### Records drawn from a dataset
impl TritArray {
    /// All-zero array of `len` trits
    pub fn zeros(len: usize) -> Self {
        Self {
            len,
            bytes: vec![0; packed_len(len)],
        }
    }

    /// Build from trits, index 0 least significant
    pub fn from_trits(trits: &[Trit]) -> Self {
        let mut array = Self::zeros(trits.len());
        for (i, &t) in trits.iter().enumerate() {
            array.set(i, t);
        }
        array
    }

    /// Minimal balanced-ternary representation of `n` (zero is one `0` trit)
    pub fn from_int(n: i64) -> Self {
        let trits = int_to_trits(n as i128);
        if trits.is_empty() {
            Self::zeros(1)
        } else {
            Self::from_trits(&trits)
        }
    }

    /// Representation of `n` zero-extended to exactly `width` trits
    pub fn from_int_width(n: i64, width: usize) -> Result<Self> {
        let trits = int_to_trits(n as i128);
        if trits.len() > width {
            return Err(TernaryError::overflow(format!("{} trits", width)));
        }
        let mut array = Self::zeros(width);
        for (i, &t) in trits.iter().enumerate() {
            array.set(i, t);
        }
        Ok(array)
    }

    /// Reduce `value` modulo 3^width into the balanced range.
    ///
    /// Returns the wrapped array and the overflow direction
    /// (+1 when `value` was above the range, -1 when below).
    pub fn wrapping(value: i128, width: usize) -> (Self, Trit) {
        let Some(modulus) = pow3(width) else {
            // Wider than i128 can express: nothing can overflow
            return (Self::from_i128_unchecked(value, width), Trit::Zero);
        };
        let half = (modulus - 1) / 2;
        let wrapped = (value + half).rem_euclid(modulus) - half;
        let overflow = Trit::signum(((value - wrapped) / modulus).signum() as i64);
        (Self::from_i128_unchecked(wrapped, width), overflow)
    }

    fn from_i128_unchecked(value: i128, width: usize) -> Self {
        let trits = int_to_trits(value);
        let mut array = Self::zeros(width);
        for (i, &t) in trits.iter().take(width).enumerate() {
            array.set(i, t);
        }
        array
    }

    // =========================================================================
    // Element access
    // =========================================================================

    pub fn len(&self) -> usize {
        self.len
    }

    pub fn is_empty(&self) -> bool {
        self.len == 0
    }

    /// Trit at position `index`, None when out of range
    pub fn get(&self, index: usize) -> Option<Trit> {
        if index >= self.len {
            return None;
        }
        let code = (self.bytes[index / TRITS_PER_BYTE] >> ((index % TRITS_PER_BYTE) * 2)) & 0b11;
        // Only set() writes codes and it never writes 0b11
        Some(Trit::from_code(code).unwrap_or(Trit::Zero))
    }

    /// Trit at position `index`
    ///
    /// # Panics
    /// Panics when `index >= len`, like slice indexing.
    pub fn trit(&self, index: usize) -> Trit {
        match self.get(index) {
            Some(t) => t,
            None => panic!("trit index {} out of range for length {}", index, self.len),
        }
    }

    /// Overwrite position `index`; length never changes
    ///
    /// # Panics
    /// Panics when `index >= len`.
    pub fn set(&mut self, index: usize, trit: Trit) {
        assert!(index < self.len, "trit index {} out of range for length {}", index, self.len);
        let shift = (index % TRITS_PER_BYTE) * 2;
        let byte = &mut self.bytes[index / TRITS_PER_BYTE];
        *byte = (*byte & !(0b11 << shift)) | (trit.code() << shift);
    }

    pub fn iter(&self) -> impl DoubleEndedIterator<Item = Trit> + ExactSizeIterator + '_ {
        (0..self.len).map(move |i| self.trit(i))
    }

    pub fn to_vec(&self) -> Vec<Trit> {
        self.iter().collect()
    }

    /// Trit at the highest non-zero position (zero for the all-zero array)
    pub fn sign(&self) -> Trit {
        self.iter().rev().find(|t| !t.is_zero()).unwrap_or(Trit::Zero)
    }

    pub fn is_zero(&self) -> bool {
        self.bytes.iter().all(|&b| b == 0)
    }

    // =========================================================================
    // Numeric interpretation
    // =========================================================================

    /// Σ d_i · 3^i, failing with `Overflow` if it does not fit in i64
    pub fn to_i64(&self) -> Result<i64> {
        let value = self.to_i128()?;
        i64::try_from(value).map_err(|_| TernaryError::overflow("i64"))
    }

    /// Σ d_i · 3^i, failing with `Overflow` if it does not fit in i32
    pub fn to_i32(&self) -> Result<i32> {
        let value = self.to_i128()?;
        i32::try_from(value).map_err(|_| TernaryError::overflow("i32"))
    }

    /// Horner evaluation from the most significant trit
    pub fn to_i128(&self) -> Result<i128> {
        let mut acc: i128 = 0;
        for t in self.iter().rev() {
            acc = acc
                .checked_mul(3)
                .and_then(|v| v.checked_add(t.as_i8() as i128))
                .ok_or_else(|| TernaryError::overflow("i128"))?;
        }
        Ok(acc)
    }

    // =========================================================================
    // Slicing and shape
    // =========================================================================

    /// Copy of positions `range`
    pub fn slice(&self, range: Range<usize>) -> Result<Self> {
        if range.start > range.end || range.end > self.len {
            return Err(TernaryError::LengthMismatch {
                left: self.len,
                right: range.end,
            });
        }
        let trits: Vec<Trit> = range.map(|i| self.trit(i)).collect();
        Ok(Self::from_trits(&trits))
    }

    /// `self` in the low positions, `high` above it
    pub fn concat(&self, high: &Self) -> Self {
        let mut trits = self.to_vec();
        trits.extend(high.iter());
        Self::from_trits(&trits)
    }

    /// Truncate or zero-extend to `width`
    pub fn resized(&self, width: usize) -> Self {
        let mut out = Self::zeros(width);
        for i in 0..width.min(self.len) {
            out.set(i, self.trit(i));
        }
        out
    }

    /// Multiply by 3^n, dropping trits shifted past the top
    pub fn shift_up(&self, n: usize) -> Self {
        let mut out = Self::zeros(self.len);
        for i in n..self.len {
            out.set(i, self.trit(i - n));
        }
        out
    }

    /// Drop the lowest `n` trits (balanced division by 3^n, rounding to nearest)
    pub fn shift_down(&self, n: usize) -> Self {
        let mut out = Self::zeros(self.len);
        for i in n..self.len {
            out.set(i - n, self.trit(i));
        }
        out
    }

    // =========================================================================
    // Elementwise logic
    // =========================================================================

    fn check_len(&self, other: &Self) -> Result<()> {
        if self.len != other.len {
            return Err(TernaryError::LengthMismatch {
                left: self.len,
                right: other.len,
            });
        }
        Ok(())
    }

    fn zip_with(&self, other: &Self, f: impl Fn(Trit, Trit) -> Trit) -> Result<Self> {
        self.check_len(other)?;
        let mut out = Self::zeros(self.len);
        for i in 0..self.len {
            out.set(i, f(self.trit(i), other.trit(i)));
        }
        Ok(out)
    }

    fn map(&self, f: impl Fn(Trit) -> Trit) -> Self {
        let mut out = Self::zeros(self.len);
        for i in 0..self.len {
            out.set(i, f(self.trit(i)));
        }
        out
    }

    pub fn and(&self, other: &Self) -> Result<Self> {
        self.zip_with(other, Trit::and)
    }

    pub fn or(&self, other: &Self) -> Result<Self> {
        self.zip_with(other, Trit::or)
    }

    pub fn xor(&self, other: &Self) -> Result<Self> {
        self.zip_with(other, Trit::xor)
    }

    pub fn not(&self) -> Self {
        self.map(Trit::not)
    }

    /// Apply a monadic gate to every position
    pub fn map_monadic(&self, gate: MonadicGate) -> Self {
        self.map(|t| gate.apply(t))
    }

    /// Apply a dyadic gate to each pair of corresponding positions
    pub fn zip_dyadic(&self, gate: DyadicGate, other: &Self) -> Result<Self> {
        self.zip_with(other, |a, b| gate.apply(a, b))
    }

    // =========================================================================
    // Word arithmetic
    // =========================================================================

    /// Negation flips every trit
    pub fn neg(&self) -> Self {
        self.map(Trit::neg)
    }

    /// Ripple-carry addition; returns (sum, carry out of the top position)
    pub fn add_with_carry(&self, other: &Self) -> Result<(Self, Trit)> {
        self.check_len(other)?;
        let mut out = Self::zeros(self.len);
        let mut carry = Trit::Zero;
        for i in 0..self.len {
            let (digit, next) = self.trit(i).add3(other.trit(i), carry);
            out.set(i, digit);
            carry = next;
        }
        Ok((out, carry))
    }

    /// Ripple-carry subtraction; returns (difference, borrow out of the top)
    pub fn sub_with_borrow(&self, other: &Self) -> Result<(Self, Trit)> {
        self.add_with_carry(&other.neg())
    }

    // =========================================================================
    // Byte packing
    // =========================================================================

    /// Packed bytes (4 trits per byte, unused high bits zero)
    pub fn to_packed_bytes(&self) -> &[u8] {
        &self.bytes
    }

    /// Unpack `len` trits, rejecting the invalid `11` code and stray high bits
    pub fn from_packed_bytes(bytes: &[u8], len: usize) -> Result<Self> {
        let need = packed_len(len);
        if bytes.len() < need {
            return Err(TernaryError::LengthMismatch {
                left: need,
                right: bytes.len(),
            });
        }
        let mut array = Self::zeros(len);
        for i in 0..need * TRITS_PER_BYTE {
            let code = (bytes[i / TRITS_PER_BYTE] >> ((i % TRITS_PER_BYTE) * 2)) & 0b11;
            let trit = Trit::from_code(code)?;
            if i < len {
                array.set(i, trit);
            } else if !trit.is_zero() {
                return Err(TernaryError::InvalidTrit(code as i16));
            }
        }
        Ok(array)
    }
}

### What is being asked
If a line in the records above contains the string "every", copy that line out.

### Solution to the exercise
    /// Apply a monadic gate to every position
    /// Negation flips every trit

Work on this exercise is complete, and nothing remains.